In a 2001 paper in Science magazine, Cukierman and colleagues discussed the three-dimensional system and their research findings about the extracellular matrix. They called the distinctive structures they discovered “3-D matrix adhesions.” The paper was considered so significant that the journal carried a separate commentary on it.
The discovery of the 3-D matrix adhesion while she was a post-doc at NIH earned her the independent position at Fox Chase Cancer Center in Philadelphia, where research is conducted on a wide range of topics not necessarily involving cancer.
She wanted to use her new system to study fibroblasts – the cells that are the biggest contributors to extracellular matrices — and the interaction of fibroblastic cells with cancer cells.
“I wanted to test the idea that if fibroblasts from different organs are able to derive different types of matrixes and have different types of functions, then the fibroblasts from the same organ that are affected by cancer, versus the ones that are not affected by cancer, will also be different from each other,” she says.
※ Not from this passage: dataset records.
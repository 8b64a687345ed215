//! Append-only chat transcript

use crate::audio_frame::SplicedAudio;
use chrono::{DateTime, Local};
use serde::Serialize;
use std::fmt;
use std::str::FromStr;
use std::sync::atomic::{AtomicU64, Ordering};

static NEXT_ENTRY_ID: AtomicU64 = AtomicU64::new(1);

/// Process-wide unique entry identifier.
#[derive(Debug, Clone, Copy, PartialEq, Eq, PartialOrd, Ord, Hash, Serialize)]
#[serde(transparent)]
pub struct EntryId(u64);

impl EntryId {
    fn next() -> Self {
        Self(NEXT_ENTRY_ID.fetch_add(1, Ordering::Relaxed))
    }
}

impl fmt::Display for EntryId {
    fn fmt(&self, f: &mut fmt::Formatter<'_>) -> fmt::Result {
        write!(f, "{}", self.0)
    }
}

impl FromStr for EntryId {
    type Err = std::num::ParseIntError;

    fn from_str(s: &str) -> Result<Self, Self::Err> {
        s.trim().parse().map(Self)
    }
}

#[derive(Debug, Clone, Copy, PartialEq, Eq, Serialize)]
#[serde(rename_all = "lowercase")]
pub enum Origin {
    Local,
    Remote,
}

#[derive(Debug, Clone, Copy, PartialEq, Eq, Serialize)]
#[serde(rename_all = "lowercase")]
pub enum EntryKind {
    Text,
    Audio,
}

#[derive(Debug, Clone, PartialEq)]
pub enum EntryContent {
    Text(String),
    Audio(SplicedAudio),
}

#[derive(Debug, Clone, PartialEq)]
pub struct TranscriptEntry {
    pub id: EntryId,
    pub origin: Origin,
    pub content: EntryContent,
    /// Position in the transcript, starting at 0
    pub order: u64,
    pub created_at: DateTime<Local>,
}

impl TranscriptEntry {
    pub fn kind(&self) -> EntryKind {
        match self.content {
            EntryContent::Text(_) => EntryKind::Text,
            EntryContent::Audio(_) => EntryKind::Audio,
        }
    }

    pub fn summary(&self) -> EntrySummary {
        let (text, samples, channels, sample_rate, duration_ms) = match &self.content {
            EntryContent::Text(text) => (Some(text.clone()), None, None, None, None),
            EntryContent::Audio(audio) => (
                None,
                Some(audio.len()),
                Some(audio.channel_count()),
                Some(audio.sample_rate()),
                Some(audio.duration().as_millis() as u64),
            ),
        };
        EntrySummary {
            id: self.id,
            kind: self.kind(),
            origin: self.origin,
            order: self.order,
            created_at: self.created_at.to_rfc3339(),
            text,
            samples,
            channels,
            sample_rate,
            duration_ms,
        }
    }
}

/// Serializable view of an entry, without the sample data.
#[derive(Debug, Clone, Serialize)]
pub struct EntrySummary {
    pub id: EntryId,
    pub kind: EntryKind,
    pub origin: Origin,
    pub order: u64,
    pub created_at: String,
    #[serde(skip_serializing_if = "Option::is_none")]
    pub text: Option<String>,
    #[serde(skip_serializing_if = "Option::is_none")]
    pub samples: Option<usize>,
    #[serde(skip_serializing_if = "Option::is_none")]
    pub channels: Option<usize>,
    #[serde(skip_serializing_if = "Option::is_none")]
    pub sample_rate: Option<u32>,
    #[serde(skip_serializing_if = "Option::is_none")]
    pub duration_ms: Option<u64>,
}

/// Ordered log of entries. Entries are never changed or removed.
#[derive(Debug, Default)]
pub struct TranscriptStore {
    entries: Vec<TranscriptEntry>,
}

impl TranscriptStore {
    pub fn new() -> Self {
        Self::default()
    }

    pub fn append(&mut self, origin: Origin, content: EntryContent) -> &TranscriptEntry {
        let entry = TranscriptEntry {
            id: EntryId::next(),
            origin,
            content,
            order: self.entries.len() as u64,
            created_at: Local::now(),
        };
        self.entries.push(entry);
        &self.entries[self.entries.len() - 1]
    }

    pub fn get(&self, id: EntryId) -> Option<&TranscriptEntry> {
        // ids are handed out in increasing order, so entries stay sorted by id
        self.entries
            .binary_search_by_key(&id, |e| e.id)
            .ok()
            .map(|i| &self.entries[i])
    }

    pub fn entries(&self) -> &[TranscriptEntry] {
        &self.entries
    }

    pub fn len(&self) -> usize {
        self.entries.len()
    }

    pub fn is_empty(&self) -> bool {
        self.entries.is_empty()
    }

    pub fn last(&self) -> Option<&TranscriptEntry> {
        self.entries.last()
    }
}

#[cfg(test)]
mod tests {
    use super::*;
    use crate::audio_frame::AudioFrame;
    use smallvec::smallvec;

    #[test]
    fn test_append_assigns_order_and_unique_ids() {
        let mut store = TranscriptStore::new();
        let a = store.append(Origin::Local, EntryContent::Text("hi".into())).id;
        let b = store.append(Origin::Remote, EntryContent::Text("hello".into())).id;
        assert_ne!(a, b);
        assert_eq!(store.len(), 2);
        assert_eq!(store.entries()[0].order, 0);
        assert_eq!(store.entries()[1].order, 1);
        assert_eq!(store.get(b).unwrap().origin, Origin::Remote);

        let mut other = TranscriptStore::new();
        let c = other.append(Origin::Local, EntryContent::Text("x".into())).id;
        assert!(c != a && c != b);
        assert!(store.get(c).is_none());
    }

    #[test]
    fn test_audio_summary() {
        let audio = SplicedAudio::new(AudioFrame::new(24_000, smallvec![vec![0.0; 2_400]]).unwrap());
        let mut store = TranscriptStore::new();
        let entry = store.append(Origin::Remote, EntryContent::Audio(audio));
        assert_eq!(entry.kind(), EntryKind::Audio);

        let json = serde_json::to_value(entry.summary()).unwrap();
        assert_eq!(json["kind"], "audio");
        assert_eq!(json["origin"], "remote");
        assert_eq!(json["samples"], 2_400);
        assert_eq!(json["duration_ms"], 100);
        assert!(json.get("text").is_none());
    }

    #[test]
    fn test_entry_id_parse() {
        let id: EntryId = " 42 ".parse().unwrap();
        assert_eq!(id.to_string(), "42");
        assert!("abc".parse::<EntryId>().is_err());
    }
}
//! Websocket transport for the chat channel
//!
//! Opens the socket and splits it into a write half and a read half. Inbound
//! frames are classified into text and binary; control frames are handled
//! by tungstenite and otherwise ignored.

use futures_util::stream::{SplitSink, SplitStream};
use futures_util::{SinkExt, StreamExt};
use tokio::net::TcpStream;
use tokio_tungstenite::tungstenite::{self, Message};
use tokio_tungstenite::{connect_async, MaybeTlsStream, WebSocketStream};
use tracing::{debug, info};
use url::Url;

type Socket = WebSocketStream<MaybeTlsStream<TcpStream>>;

/// Write half of the socket
pub type WsSink = SplitSink<Socket, Message>;

/// Read half of the socket
pub type WsStream = SplitStream<Socket>;

/// One inbound payload, as far as the chat is concerned.
#[derive(Debug, PartialEq)]
pub enum Inbound {
    Text(String),
    Binary(Vec<u8>),
    /// The peer closed the channel, or the stream ended
    Closed(String),
}

/// An open channel handle. Dropped handles are never reused.
pub struct ChatChannel {
    generation: u64,
    sink: WsSink,
    stream: WsStream,
}

impl ChatChannel {
    /// Connect to `url`, which already carries the bearer token.
    pub async fn connect(url: &Url, generation: u64) -> Result<Self, tungstenite::Error> {
        info!("Connecting to {}", redact(url));
        let (socket, resp) = connect_async(url.as_str()).await?;
        debug!("WebSocket handshake response: {:?}", resp.status());
        let (sink, stream) = socket.split();
        Ok(Self {
            generation,
            sink,
            stream,
        })
    }

    pub fn generation(&self) -> u64 {
        self.generation
    }

    pub async fn send_text(&mut self, text: String) -> Result<(), tungstenite::Error> {
        self.sink.send(Message::Text(text.into())).await
    }

    /// Next chat payload. Errors end the channel and are reported as `Closed`.
    pub async fn recv(&mut self) -> Inbound {
        loop {
            match self.stream.next().await {
                Some(Ok(Message::Text(text))) => return Inbound::Text(text.as_str().to_owned()),
                Some(Ok(Message::Binary(bytes))) => return Inbound::Binary(bytes.to_vec()),
                Some(Ok(Message::Close(frame))) => {
                    let reason = match frame {
                        Some(frame) if !frame.reason.is_empty() => {
                            format!("closed by server: {}", frame.reason.as_str())
                        }
                        Some(frame) => format!("closed by server ({})", u16::from(frame.code)),
                        None => "closed by server".to_string(),
                    };
                    return Inbound::Closed(reason);
                }
                Some(Ok(_)) => {
                    // ping/pong and raw frames
                }
                Some(Err(e)) => return Inbound::Closed(e.to_string()),
                None => return Inbound::Closed("connection ended".to_string()),
            }
        }
    }

    /// Close the socket, best effort.
    pub async fn close(mut self) {
        if let Err(e) = self.sink.close().await {
            debug!("Error while closing channel #{}: {}", self.generation, e);
        }
    }
}

/// The URL with its query string hidden, for logs.
pub fn redact(url: &Url) -> String {
    let mut shown = url.clone();
    if shown.query().is_some() {
        shown.set_query(Some("<redacted>"));
    }
    shown.to_string()
}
Her 3-D modeling system, she thought, would allow her to mimic in the lab the processes that occur in vivo.
In 2004, she applied for the AACR-Pennsylvania Department of Health Career Development Award in Basic Cancer Research and got it.
“AACR really believed in my crazy thought,” she recalls. “I was very much to the fringe for cancer research, until AACR recognized that people who come from different disciplines may have something to contribute. And they really welcomed me. By giving me that grant, they told me that what I am doing may make a difference.”
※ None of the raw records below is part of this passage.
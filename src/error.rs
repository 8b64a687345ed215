//! Error types for the chat session
//!
//! Per-chunk and per-request failures are reported as values and never tear
//! the session down; only channel-level failures close the channel.

use std::fmt;

/// A single inbound audio chunk could not be decoded.
#[derive(Debug, Clone, PartialEq, Eq, thiserror::Error)]
pub enum DecodeError {
    #[error("empty audio chunk")]
    Empty,

    #[error("malformed audio chunk: {0}")]
    Malformed(String),

    #[error("invalid frame layout: {0}")]
    InvalidLayout(String),

    #[error("decode task failed: {0}")]
    TaskFailed(String),
}

/// Frames accumulated within one turn disagree on shape.
#[derive(Debug, Clone, PartialEq, Eq, thiserror::Error)]
#[error(
    "frame {index} is {found_channels}ch@{found_rate}Hz, turn started as {expected_channels}ch@{expected_rate}Hz"
)]
pub struct SpliceMismatch {
    pub index: usize,
    pub expected_channels: usize,
    pub expected_rate: u32,
    pub found_channels: usize,
    pub found_rate: u32,
}

/// Why an outbound message was refused.
#[derive(Debug, Clone, Copy, PartialEq, Eq)]
pub enum SendRejection {
    NotConnected,
    EmptyMessage,
    ReplyPending,
}

impl fmt::Display for SendRejection {
    fn fmt(&self, f: &mut fmt::Formatter<'_>) -> fmt::Result {
        match self {
            SendRejection::NotConnected => write!(f, "not connected"),
            SendRejection::EmptyMessage => write!(f, "message is empty"),
            SendRejection::ReplyPending => write!(f, "still waiting for a reply"),
        }
    }
}

/// Why a playback request was refused.
#[derive(Debug, Clone, Copy, PartialEq, Eq)]
pub enum PlaybackRejection {
    UnknownEntry,
    NotAudio,
    AudioDisabled,
}

impl fmt::Display for PlaybackRejection {
    fn fmt(&self, f: &mut fmt::Formatter<'_>) -> fmt::Result {
        match self {
            PlaybackRejection::UnknownEntry => write!(f, "no such entry"),
            PlaybackRejection::NotAudio => write!(f, "entry is not audio"),
            PlaybackRejection::AudioDisabled => write!(f, "audio is disabled"),
        }
    }
}

/// Errors surfaced to whoever drives the session.
#[derive(Debug, Clone, PartialEq, Eq, thiserror::Error)]
pub enum ChatError {
    #[error("no valid bearer token, sign in required")]
    AuthUnavailable,

    #[error("failed to connect to chat server: {0}")]
    ConnectFailure(String),

    #[error("chat channel closed: {0}")]
    ChannelClosed(String),

    #[error("audio chunk dropped: {0}")]
    Decode(#[from] DecodeError),

    #[error("audio turn discarded: {0}")]
    SpliceMismatch(#[from] SpliceMismatch),

    #[error("cannot send message: {0}")]
    SendRejected(SendRejection),

    #[error("cannot play entry: {0}")]
    PlaybackPrecondition(PlaybackRejection),

    #[error("audio output failed: {0}")]
    Output(String),
}

/// Errors from an audio output sink.
#[derive(Debug, thiserror::Error)]
pub enum PlaybackError {
    #[error("I/O error: {0}")]
    Io(#[from] std::io::Error),

    #[error("WAV error: {0}")]
    Wav(#[from] hound::Error),

    #[error("output device error: {0}")]
    Device(String),
}

impl From<PlaybackError> for ChatError {
    fn from(e: PlaybackError) -> Self {
        ChatError::Output(e.to_string())
    }
}

/// Invalid configuration values.
#[derive(Debug, thiserror::Error)]
pub enum ConfigError {
    #[error("invalid value for {var}: {reason}")]
    InvalidValue { var: &'static str, reason: String },

    #[error("invalid URL: {0}")]
    Url(#[from] url::ParseError),

    #[error("unsupported URL scheme {0:?}, expected ws or wss")]
    Scheme(String),
}

pub type Result<T> = std::result::Result<T, ChatError>;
“This was my first grant that allowed me make that step from truly basic scientist to one that may have some focus on the tumor microenvironment,” she says. “It opened that door to me.”
Her research struck gold. She showed that her lab-created 3-D matrices are capable of inducing differentiation in fibroblasts, thereby supporting the growth and development of tumors. She published her results in the American Journal of Pathology in 2005.
Any system for studying the development of dense, fibrous material, of course, brings up the potential to study the stroma that surrounds tumors of pancreatic cancer. Pancreatic stroma is so dense that it squeezes blood vessels shut, leaving the tumor to seek nutrition from the microenvironment itself. The microenvironment also becomes extremely immunosuppressive, shutting down one of the body’s key defenses against cancer.
“Pancreatic cancer is the poster child of the tumor microenvironment,” Dr. Cukierman says. She has focused closely on pancreatic cancer for several years.
Her continuing research led to a protein known as NetG1, which plays a key role in promoting the development of pancreatic tumors. However, it seems to be vulnerable to an antibody.
“Using an antibody that neutralizes the protein, we can get animals to shrink their tumors and we find tumor necrosis and tumor death and increased infiltration of immune cells that come and get rid of all that,” she says.
In a paper published recently in AACR’s journal Cancer Discovery (and also the subject of a commentary), Dr. Cukierman and colleagues described the stroma as a “viable therapeutic option” in pancreatic ductal adenocarcinoma, the most common form of pancreatic cancer.
Dr. Cukierman followed a winding path to scientific success. Born in Mexico, the daughter of a physician, she took her undergraduate and graduate education in Israel before moving her family to the United States to work at NIH. She studied fibroblasts originally as a way of getting into advanced microscopy, wasn’t really a cancer scientist when she moved to a cancer center, and continues to straddle both basic and translational research.
“Giving money to the basic discoveries is feeding the pipeline,” she says. “If we don’t do that, there’s not going to be basic discoveries to translate.”